[Start of Attachment]

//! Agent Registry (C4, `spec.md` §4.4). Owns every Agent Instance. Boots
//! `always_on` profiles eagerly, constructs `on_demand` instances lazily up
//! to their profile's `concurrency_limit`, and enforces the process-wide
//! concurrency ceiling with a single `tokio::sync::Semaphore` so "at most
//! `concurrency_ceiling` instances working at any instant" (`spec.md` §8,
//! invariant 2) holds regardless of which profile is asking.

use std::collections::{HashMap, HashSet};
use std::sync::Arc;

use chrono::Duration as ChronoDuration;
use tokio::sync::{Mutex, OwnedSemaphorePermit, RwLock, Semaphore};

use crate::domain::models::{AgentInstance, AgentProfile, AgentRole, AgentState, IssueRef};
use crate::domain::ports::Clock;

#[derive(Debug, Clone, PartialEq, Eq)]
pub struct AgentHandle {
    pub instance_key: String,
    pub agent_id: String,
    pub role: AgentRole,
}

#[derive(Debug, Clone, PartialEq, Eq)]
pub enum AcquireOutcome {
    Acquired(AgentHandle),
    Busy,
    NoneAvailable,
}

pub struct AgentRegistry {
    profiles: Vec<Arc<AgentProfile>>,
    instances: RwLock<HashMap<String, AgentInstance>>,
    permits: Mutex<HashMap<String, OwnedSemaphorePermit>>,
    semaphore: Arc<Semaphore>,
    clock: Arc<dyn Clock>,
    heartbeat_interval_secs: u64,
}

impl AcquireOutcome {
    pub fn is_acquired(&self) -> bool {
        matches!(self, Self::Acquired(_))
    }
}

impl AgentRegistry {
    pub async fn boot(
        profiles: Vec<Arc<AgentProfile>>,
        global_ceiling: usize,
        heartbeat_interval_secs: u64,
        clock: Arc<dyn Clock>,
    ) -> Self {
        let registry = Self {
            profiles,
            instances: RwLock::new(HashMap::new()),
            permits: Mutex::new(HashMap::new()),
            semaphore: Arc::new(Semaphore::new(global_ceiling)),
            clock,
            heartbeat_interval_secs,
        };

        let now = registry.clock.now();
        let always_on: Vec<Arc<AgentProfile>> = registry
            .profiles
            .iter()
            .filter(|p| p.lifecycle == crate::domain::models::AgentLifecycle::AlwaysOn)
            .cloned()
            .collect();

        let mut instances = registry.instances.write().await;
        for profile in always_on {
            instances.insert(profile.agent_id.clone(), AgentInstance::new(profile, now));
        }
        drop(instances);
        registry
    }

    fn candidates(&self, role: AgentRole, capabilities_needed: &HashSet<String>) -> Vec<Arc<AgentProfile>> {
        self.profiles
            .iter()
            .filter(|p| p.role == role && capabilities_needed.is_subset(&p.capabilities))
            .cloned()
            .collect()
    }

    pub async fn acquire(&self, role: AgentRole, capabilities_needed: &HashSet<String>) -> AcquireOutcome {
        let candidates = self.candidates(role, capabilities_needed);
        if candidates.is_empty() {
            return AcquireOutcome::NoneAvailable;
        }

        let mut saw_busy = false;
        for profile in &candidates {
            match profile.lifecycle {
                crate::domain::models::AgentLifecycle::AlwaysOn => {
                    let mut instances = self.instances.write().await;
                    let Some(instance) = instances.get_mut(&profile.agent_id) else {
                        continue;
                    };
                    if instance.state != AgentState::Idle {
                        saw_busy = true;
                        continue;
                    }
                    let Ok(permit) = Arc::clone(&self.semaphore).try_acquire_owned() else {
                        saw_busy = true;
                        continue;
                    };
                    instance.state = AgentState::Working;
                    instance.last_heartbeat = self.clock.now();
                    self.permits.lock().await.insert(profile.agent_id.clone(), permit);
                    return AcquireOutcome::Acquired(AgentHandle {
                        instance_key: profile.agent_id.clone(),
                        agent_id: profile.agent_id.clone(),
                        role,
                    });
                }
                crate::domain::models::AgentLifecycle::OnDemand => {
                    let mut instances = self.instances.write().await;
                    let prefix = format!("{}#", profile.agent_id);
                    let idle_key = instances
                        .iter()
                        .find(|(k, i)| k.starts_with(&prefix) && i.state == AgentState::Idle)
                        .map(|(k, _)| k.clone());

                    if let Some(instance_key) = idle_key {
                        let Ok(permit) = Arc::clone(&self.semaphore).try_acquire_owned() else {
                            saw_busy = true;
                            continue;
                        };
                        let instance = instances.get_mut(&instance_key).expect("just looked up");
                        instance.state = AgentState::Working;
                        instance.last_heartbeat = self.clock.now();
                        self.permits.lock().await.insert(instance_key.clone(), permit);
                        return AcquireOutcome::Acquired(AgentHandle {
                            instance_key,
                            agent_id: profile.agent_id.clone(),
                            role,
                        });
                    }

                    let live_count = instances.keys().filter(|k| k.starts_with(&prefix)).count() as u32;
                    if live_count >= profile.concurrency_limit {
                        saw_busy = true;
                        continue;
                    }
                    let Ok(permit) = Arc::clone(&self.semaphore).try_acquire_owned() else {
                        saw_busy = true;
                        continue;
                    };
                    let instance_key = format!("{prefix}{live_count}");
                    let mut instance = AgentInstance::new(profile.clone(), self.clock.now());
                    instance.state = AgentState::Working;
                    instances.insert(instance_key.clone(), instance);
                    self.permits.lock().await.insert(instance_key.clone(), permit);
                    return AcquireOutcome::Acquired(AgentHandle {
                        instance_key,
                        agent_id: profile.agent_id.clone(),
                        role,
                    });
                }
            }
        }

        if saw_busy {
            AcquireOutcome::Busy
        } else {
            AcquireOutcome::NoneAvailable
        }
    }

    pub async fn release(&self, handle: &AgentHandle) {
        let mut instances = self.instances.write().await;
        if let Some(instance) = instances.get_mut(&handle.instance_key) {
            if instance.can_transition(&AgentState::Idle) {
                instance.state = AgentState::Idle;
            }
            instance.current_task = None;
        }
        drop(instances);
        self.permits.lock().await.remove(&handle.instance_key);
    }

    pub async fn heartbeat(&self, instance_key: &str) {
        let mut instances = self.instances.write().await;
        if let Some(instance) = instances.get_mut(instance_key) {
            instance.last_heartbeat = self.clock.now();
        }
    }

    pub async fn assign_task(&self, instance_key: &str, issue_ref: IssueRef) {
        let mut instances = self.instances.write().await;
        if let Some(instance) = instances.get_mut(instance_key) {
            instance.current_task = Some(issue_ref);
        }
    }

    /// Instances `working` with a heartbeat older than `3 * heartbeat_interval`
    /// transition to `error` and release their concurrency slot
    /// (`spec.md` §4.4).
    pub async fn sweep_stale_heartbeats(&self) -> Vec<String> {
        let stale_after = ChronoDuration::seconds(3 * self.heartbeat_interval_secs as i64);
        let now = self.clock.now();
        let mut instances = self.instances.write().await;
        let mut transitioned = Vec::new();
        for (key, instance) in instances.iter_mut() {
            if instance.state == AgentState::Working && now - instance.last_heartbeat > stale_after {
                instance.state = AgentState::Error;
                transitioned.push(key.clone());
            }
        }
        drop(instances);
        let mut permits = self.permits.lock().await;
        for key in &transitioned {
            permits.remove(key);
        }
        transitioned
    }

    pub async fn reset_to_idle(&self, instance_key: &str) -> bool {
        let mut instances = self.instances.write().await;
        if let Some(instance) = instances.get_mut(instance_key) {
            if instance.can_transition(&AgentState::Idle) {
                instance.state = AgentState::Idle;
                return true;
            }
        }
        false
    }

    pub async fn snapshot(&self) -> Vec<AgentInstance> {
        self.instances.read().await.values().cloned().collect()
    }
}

[End of Attachment]

## Brief
Would you restate the records word for word?

## Response
//! Agent Registry (C4, `spec.md` §4.4). Owns every Agent Instance. Boots
//! `always_on` profiles eagerly, constructs `on_demand` instances lazily up
//! to their profile's `concurrency_limit`, and enforces the process-wide
//! concurrency ceiling with a single `tokio::sync::Semaphore` so "at most
//! `concurrency_ceiling` instances working at any instant" (`spec.md` §8,
//! invariant 2) holds regardless of which profile is asking.

use std::collections::{HashMap, HashSet};
use std::sync::Arc;

use chrono::Duration as ChronoDuration;
use tokio::sync::{Mutex, OwnedSemaphorePermit, RwLock, Semaphore};

use crate::domain::models::{AgentInstance, AgentProfile, AgentRole, AgentState, IssueRef};
use crate::domain::ports::Clock;

#[derive(Debug, Clone, PartialEq, Eq)]
pub struct AgentHandle {
    pub instance_key: String,
    pub agent_id: String,
    pub role: AgentRole,
}

#[derive(Debug, Clone, PartialEq, Eq)]
pub enum AcquireOutcome {
    Acquired(AgentHandle),
    Busy,
    NoneAvailable,
}

pub struct AgentRegistry {
    profiles: Vec<Arc<AgentProfile>>,
    instances: RwLock<HashMap<String, AgentInstance>>,
    permits: Mutex<HashMap<String, OwnedSemaphorePermit>>,
    semaphore: Arc<Semaphore>,
    clock: Arc<dyn Clock>,
    heartbeat_interval_secs: u64,
}

impl AcquireOutcome {
    pub fn is_acquired(&self) -> bool {
        matches!(self, Self::Acquired(_))
    }
}

impl AgentRegistry {
    pub async fn boot(
        profiles: Vec<Arc<AgentProfile>>,
        global_ceiling: usize,
        heartbeat_interval_secs: u64,
        clock: Arc<dyn Clock>,
    ) -> Self {
        let registry = Self {
            profiles,
            instances: RwLock::new(HashMap::new()),
            permits: Mutex::new(HashMap::new()),
            semaphore: Arc::new(Semaphore::new(global_ceiling)),
            clock,
            heartbeat_interval_secs,
        };

        let now = registry.clock.now();
        let always_on: Vec<Arc<AgentProfile>> = registry
            .profiles
            .iter()
            .filter(|p| p.lifecycle == crate::domain::models::AgentLifecycle::AlwaysOn)
            .cloned()
            .collect();

        let mut instances = registry.instances.write().await;
        for profile in always_on {
            instances.insert(profile.agent_id.clone(), AgentInstance::new(profile, now));
        }
        drop(instances);
        registry
    }

    fn candidates(&self, role: AgentRole, capabilities_needed: &HashSet<String>) -> Vec<Arc<AgentProfile>> {
        self.profiles
            .iter()
            .filter(|p| p.role == role && capabilities_needed.is_subset(&p.capabilities))
            .cloned()
            .collect()
    }

    pub async fn acquire(&self, role: AgentRole, capabilities_needed: &HashSet<String>) -> AcquireOutcome {
        let candidates = self.candidates(role, capabilities_needed);
        if candidates.is_empty() {
            return AcquireOutcome::NoneAvailable;
        }

        let mut saw_busy = false;
        for profile in &candidates {
            match profile.lifecycle {
                crate::domain::models::AgentLifecycle::AlwaysOn => {
                    let mut instances = self.instances.write().await;
                    let Some(instance) = instances.get_mut(&profile.agent_id) else {
                        continue;
                    };
                    if instance.state != AgentState::Idle {
                        saw_busy = true;
                        continue;
                    }
                    let Ok(permit) = Arc::clone(&self.semaphore).try_acquire_owned() else {
                        saw_busy = true;
                        continue;
                    };
                    instance.state = AgentState::Working;
                    instance.last_heartbeat = self.clock.now();
                    self.permits.lock().await.insert(profile.agent_id.clone(), permit);
                    return AcquireOutcome::Acquired(AgentHandle {
                        instance_key: profile.agent_id.clone(),
                        agent_id: profile.agent_id.clone(),
                        role,
                    });
                }
                crate::domain::models::AgentLifecycle::OnDemand => {
                    let mut instances = self.instances.write().await;
                    let prefix = format!("{}#", profile.agent_id);
                    let idle_key = instances
                        .iter()
                        .find(|(k, i)| k.starts_with(&prefix) && i.state == AgentState::Idle)
                        .map(|(k, _)| k.clone());

                    if let Some(instance_key) = idle_key {
                        let Ok(permit) = Arc::clone(&self.semaphore).try_acquire_owned() else {
                            saw_busy = true;
                            continue;
                        };
                        let instance = instances.get_mut(&instance_key).expect("just looked up");
                        instance.state = AgentState::Working;
                        instance.last_heartbeat = self.clock.now();
                        self.permits.lock().await.insert(instance_key.clone(), permit);
                        return AcquireOutcome::Acquired(AgentHandle {
                            instance_key,
                            agent_id: profile.agent_id.clone(),
                            role,
                        });
                    }

                    let live_count = instances.keys().filter(|k| k.starts_with(&prefix)).count() as u32;
                    if live_count >= profile.concurrency_limit {
                        saw_busy = true;
                        continue;
                    }
                    let Ok(permit) = Arc::clone(&self.semaphore).try_acquire_owned() else {
                        saw_busy = true;
                        continue;
                    };
                    let instance_key = format!("{prefix}{live_count}");
                    let mut instance = AgentInstance::new(profile.clone(), self.clock.now());
                    instance.state = AgentState::Working;
                    instances.insert(instance_key.clone(), instance);
                    self.permits.lock().await.insert(instance_key.clone(), permit);
                    return AcquireOutcome::Acquired(AgentHandle {
                        instance_key,
                        agent_id: profile.agent_id.clone(),
                        role,
                    });
                }
            }
        }

        if saw_busy {
            AcquireOutcome::Busy
        } else {
            AcquireOutcome::NoneAvailable
        }
    }

    pub async fn release(&self, handle: &AgentHandle) {
        let mut instances = self.instances.write().await;
        if let Some(instance) = instances.get_mut(&handle.instance_key) {
            if instance.can_transition(&AgentState::Idle) {
                instance.state = AgentState::Idle;
            }
            instance.current_task = None;
        }
        drop(instances);
        self.permits.lock().await.remove(&handle.instance_key);
    }

    pub async fn heartbeat(&self, instance_key: &str) {
        let mut instances = self.instances.write().await;
        if let Some(instance) = instances.get_mut(instance_key) {
            instance.last_heartbeat = self.clock.now();
        }
    }

    pub async fn assign_task(&self, instance_key: &str, issue_ref: IssueRef) {
        let mut instances = self.instances.write().await;
        if let Some(instance) = instances.get_mut(instance_key) {
            instance.current_task = Some(issue_ref);
        }
    }

    /// Instances `working` with a heartbeat older than `3 * heartbeat_interval`
    /// transition to `error` and release their concurrency slot
    /// (`spec.md` §4.4).
    pub async fn sweep_stale_heartbeats(&self) -> Vec<String> {
        let stale_after = ChronoDuration::seconds(3 * self.heartbeat_interval_secs as i64);
        let now = self.clock.now();
        let mut instances = self.instances.write().await;
        let mut transitioned = Vec::new();
        for (key, instance) in instances.iter_mut() {
            if instance.state == AgentState::Working && now - instance.last_heartbeat > stale_after {
                instance.state = AgentState::Error;
                transitioned.push(key.clone());
            }
        }
        drop(instances);
        let mut permits = self.permits.lock().await;
        for key in &transitioned {
            permits.remove(key);
        }
        transitioned
    }

    pub async fn reset_to_idle(&self, instance_key: &str) -> bool {
        let mut instances = self.instances.write().await;
        if let Some(instance) = instances.get_mut(instance_key) {
            if instance.can_transition(&AgentState::Idle) {
                instance.state = AgentState::Idle;
                return true;
            }
        }
        false
    }

    pub async fn snapshot(&self) -> Vec<AgentInstance> {
        self.instances.read().await.values().cloned().collect()
    }
}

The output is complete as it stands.